• **TASK INSTRUCTIONS**
Select from the data all lines with the word "headers".
═════ RECORDS PROVIDED ═════
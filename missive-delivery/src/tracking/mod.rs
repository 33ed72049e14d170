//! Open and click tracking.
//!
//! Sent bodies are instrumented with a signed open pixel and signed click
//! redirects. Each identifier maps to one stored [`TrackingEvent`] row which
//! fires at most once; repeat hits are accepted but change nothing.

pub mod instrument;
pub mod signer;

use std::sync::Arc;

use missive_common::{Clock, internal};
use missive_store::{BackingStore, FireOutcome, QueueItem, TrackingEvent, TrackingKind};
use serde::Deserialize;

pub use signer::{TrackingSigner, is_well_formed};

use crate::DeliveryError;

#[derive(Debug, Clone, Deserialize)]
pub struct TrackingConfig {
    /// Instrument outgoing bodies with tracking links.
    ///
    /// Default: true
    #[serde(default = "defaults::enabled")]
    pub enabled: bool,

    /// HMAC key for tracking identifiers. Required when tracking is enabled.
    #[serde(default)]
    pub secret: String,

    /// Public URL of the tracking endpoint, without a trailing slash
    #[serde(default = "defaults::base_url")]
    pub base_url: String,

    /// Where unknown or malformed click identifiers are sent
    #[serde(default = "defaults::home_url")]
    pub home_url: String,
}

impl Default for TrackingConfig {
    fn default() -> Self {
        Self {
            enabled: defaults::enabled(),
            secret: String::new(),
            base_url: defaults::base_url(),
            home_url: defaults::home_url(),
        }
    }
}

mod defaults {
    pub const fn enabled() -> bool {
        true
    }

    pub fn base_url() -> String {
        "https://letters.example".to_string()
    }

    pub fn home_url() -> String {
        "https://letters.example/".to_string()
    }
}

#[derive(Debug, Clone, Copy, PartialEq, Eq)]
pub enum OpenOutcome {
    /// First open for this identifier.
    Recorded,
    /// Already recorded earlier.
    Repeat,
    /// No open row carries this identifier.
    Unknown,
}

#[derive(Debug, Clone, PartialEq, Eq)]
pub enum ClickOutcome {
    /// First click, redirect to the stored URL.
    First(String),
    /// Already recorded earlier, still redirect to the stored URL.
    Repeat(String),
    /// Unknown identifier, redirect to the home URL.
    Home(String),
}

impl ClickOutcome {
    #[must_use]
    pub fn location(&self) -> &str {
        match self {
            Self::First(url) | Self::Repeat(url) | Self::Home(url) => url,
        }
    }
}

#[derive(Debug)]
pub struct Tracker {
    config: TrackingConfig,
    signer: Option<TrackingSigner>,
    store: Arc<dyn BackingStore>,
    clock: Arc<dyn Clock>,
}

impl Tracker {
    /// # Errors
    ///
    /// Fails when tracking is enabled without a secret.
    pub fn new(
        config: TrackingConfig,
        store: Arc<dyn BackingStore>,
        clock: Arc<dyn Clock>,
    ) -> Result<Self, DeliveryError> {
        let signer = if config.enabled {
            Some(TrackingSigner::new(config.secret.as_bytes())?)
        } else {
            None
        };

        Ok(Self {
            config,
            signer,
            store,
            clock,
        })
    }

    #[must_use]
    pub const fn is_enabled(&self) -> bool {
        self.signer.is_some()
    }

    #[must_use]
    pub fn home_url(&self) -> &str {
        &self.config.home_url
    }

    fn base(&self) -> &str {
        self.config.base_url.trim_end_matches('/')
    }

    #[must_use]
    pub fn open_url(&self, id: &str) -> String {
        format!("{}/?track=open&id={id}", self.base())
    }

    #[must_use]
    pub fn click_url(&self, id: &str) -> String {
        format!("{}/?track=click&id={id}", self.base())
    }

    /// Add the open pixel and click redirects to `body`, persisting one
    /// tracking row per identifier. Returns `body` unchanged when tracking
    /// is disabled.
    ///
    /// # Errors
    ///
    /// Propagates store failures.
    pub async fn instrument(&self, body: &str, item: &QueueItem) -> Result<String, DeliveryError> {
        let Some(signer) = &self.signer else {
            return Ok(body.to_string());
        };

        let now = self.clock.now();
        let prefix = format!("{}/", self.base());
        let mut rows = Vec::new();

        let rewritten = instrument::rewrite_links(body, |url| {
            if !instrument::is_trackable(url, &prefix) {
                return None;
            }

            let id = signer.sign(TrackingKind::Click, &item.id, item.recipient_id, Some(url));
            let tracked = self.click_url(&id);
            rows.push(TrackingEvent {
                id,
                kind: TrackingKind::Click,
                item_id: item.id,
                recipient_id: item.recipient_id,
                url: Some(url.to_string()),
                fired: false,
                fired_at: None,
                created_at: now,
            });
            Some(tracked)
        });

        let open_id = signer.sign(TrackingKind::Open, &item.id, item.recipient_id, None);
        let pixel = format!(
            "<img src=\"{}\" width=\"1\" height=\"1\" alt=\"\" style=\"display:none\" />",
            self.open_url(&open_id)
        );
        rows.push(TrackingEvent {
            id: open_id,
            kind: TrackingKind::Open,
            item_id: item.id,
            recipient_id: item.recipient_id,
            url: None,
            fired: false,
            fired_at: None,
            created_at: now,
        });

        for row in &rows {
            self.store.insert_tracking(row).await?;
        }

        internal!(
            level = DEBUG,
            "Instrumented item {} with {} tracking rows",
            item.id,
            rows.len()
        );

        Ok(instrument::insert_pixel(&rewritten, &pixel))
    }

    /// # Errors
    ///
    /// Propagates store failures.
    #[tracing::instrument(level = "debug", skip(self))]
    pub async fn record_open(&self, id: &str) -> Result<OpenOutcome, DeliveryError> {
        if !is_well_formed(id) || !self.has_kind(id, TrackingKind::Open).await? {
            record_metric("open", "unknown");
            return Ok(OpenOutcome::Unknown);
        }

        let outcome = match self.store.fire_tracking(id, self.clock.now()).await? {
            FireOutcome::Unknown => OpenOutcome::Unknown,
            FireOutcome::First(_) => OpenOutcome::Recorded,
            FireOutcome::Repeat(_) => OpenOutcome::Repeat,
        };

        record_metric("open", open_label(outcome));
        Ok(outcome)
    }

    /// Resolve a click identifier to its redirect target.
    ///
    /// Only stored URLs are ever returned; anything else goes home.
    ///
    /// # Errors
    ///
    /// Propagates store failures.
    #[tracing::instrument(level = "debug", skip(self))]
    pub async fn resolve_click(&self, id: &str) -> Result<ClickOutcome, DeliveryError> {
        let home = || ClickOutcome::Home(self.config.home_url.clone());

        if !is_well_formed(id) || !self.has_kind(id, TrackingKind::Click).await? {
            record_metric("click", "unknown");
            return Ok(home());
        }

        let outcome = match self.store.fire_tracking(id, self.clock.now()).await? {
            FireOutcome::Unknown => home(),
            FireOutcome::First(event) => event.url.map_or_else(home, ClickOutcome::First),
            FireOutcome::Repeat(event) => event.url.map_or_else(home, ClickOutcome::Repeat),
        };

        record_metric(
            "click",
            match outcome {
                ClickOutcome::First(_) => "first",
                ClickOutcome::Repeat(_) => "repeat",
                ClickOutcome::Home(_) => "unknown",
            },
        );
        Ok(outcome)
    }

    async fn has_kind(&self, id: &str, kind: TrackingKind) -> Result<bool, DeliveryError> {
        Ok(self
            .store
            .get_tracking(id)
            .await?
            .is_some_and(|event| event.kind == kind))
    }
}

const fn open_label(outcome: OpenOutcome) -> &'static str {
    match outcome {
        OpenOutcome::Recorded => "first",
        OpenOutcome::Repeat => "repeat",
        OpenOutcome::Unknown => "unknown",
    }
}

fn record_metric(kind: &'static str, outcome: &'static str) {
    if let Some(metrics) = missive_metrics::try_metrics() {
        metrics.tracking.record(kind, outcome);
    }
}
═════
═════ RECORDS PROVIDED ═════
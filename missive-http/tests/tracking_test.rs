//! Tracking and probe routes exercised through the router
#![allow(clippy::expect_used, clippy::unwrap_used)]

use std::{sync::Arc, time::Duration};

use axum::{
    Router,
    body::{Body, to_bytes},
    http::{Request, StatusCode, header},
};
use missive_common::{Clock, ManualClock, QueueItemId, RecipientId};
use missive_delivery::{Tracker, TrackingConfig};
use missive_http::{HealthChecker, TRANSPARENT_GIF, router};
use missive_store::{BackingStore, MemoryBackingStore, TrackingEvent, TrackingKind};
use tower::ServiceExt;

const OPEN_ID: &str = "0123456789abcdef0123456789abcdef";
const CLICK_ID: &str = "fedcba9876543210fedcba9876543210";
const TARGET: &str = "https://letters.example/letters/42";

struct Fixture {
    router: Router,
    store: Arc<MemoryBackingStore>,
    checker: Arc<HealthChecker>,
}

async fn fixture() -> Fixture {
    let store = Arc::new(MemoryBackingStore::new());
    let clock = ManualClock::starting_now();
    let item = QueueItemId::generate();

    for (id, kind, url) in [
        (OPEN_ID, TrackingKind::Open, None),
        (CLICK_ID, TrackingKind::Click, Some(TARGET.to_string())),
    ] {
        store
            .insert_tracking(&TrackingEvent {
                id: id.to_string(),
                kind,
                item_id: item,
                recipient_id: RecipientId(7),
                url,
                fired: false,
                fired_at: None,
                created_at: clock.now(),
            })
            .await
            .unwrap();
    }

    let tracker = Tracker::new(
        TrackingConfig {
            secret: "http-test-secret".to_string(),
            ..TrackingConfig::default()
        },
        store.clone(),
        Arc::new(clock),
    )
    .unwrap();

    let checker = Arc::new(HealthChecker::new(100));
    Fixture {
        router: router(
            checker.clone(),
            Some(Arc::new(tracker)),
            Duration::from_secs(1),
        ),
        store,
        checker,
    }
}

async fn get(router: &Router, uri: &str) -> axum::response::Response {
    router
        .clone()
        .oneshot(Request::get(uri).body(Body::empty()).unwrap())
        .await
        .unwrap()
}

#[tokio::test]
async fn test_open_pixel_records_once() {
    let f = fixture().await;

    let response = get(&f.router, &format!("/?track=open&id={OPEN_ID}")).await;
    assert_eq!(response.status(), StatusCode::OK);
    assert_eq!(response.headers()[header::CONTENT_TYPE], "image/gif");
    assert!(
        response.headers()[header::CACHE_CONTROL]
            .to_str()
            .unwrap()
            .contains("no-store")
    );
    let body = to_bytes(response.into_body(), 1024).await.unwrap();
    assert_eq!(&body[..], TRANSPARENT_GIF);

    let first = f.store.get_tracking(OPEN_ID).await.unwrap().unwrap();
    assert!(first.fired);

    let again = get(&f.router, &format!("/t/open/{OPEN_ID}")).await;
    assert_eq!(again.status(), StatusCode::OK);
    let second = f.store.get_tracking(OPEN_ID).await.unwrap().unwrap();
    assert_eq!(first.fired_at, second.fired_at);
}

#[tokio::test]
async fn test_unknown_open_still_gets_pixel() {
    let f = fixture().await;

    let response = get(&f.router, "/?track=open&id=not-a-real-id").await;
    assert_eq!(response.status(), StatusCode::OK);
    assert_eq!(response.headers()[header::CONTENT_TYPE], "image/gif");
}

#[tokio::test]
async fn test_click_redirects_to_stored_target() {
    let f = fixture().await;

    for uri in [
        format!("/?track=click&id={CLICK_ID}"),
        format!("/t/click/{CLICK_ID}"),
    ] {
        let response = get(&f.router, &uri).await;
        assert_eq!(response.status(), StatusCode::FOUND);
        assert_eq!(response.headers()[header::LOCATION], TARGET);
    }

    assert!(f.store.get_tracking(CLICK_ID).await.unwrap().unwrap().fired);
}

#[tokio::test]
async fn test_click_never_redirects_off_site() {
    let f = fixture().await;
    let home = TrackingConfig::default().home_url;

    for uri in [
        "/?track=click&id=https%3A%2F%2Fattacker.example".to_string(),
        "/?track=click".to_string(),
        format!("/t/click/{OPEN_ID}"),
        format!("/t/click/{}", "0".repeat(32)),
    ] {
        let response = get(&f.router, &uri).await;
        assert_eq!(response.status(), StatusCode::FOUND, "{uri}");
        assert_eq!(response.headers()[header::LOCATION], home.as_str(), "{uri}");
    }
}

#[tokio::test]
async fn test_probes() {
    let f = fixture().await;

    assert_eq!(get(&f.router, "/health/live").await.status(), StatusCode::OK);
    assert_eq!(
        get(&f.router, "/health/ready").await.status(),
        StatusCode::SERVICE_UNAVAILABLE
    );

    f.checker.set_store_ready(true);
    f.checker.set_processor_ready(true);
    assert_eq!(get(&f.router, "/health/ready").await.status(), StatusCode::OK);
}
═════
• **REPLY**
    assert_eq!(response.headers()[header::CONTENT_TYPE], "image/gif");
        response.headers()[header::CACHE_CONTROL]
    assert_eq!(response.headers()[header::CONTENT_TYPE], "image/gif");
        assert_eq!(response.headers()[header::LOCATION], TARGET);
        assert_eq!(response.headers()[header::LOCATION], home.as_str(), "{uri}");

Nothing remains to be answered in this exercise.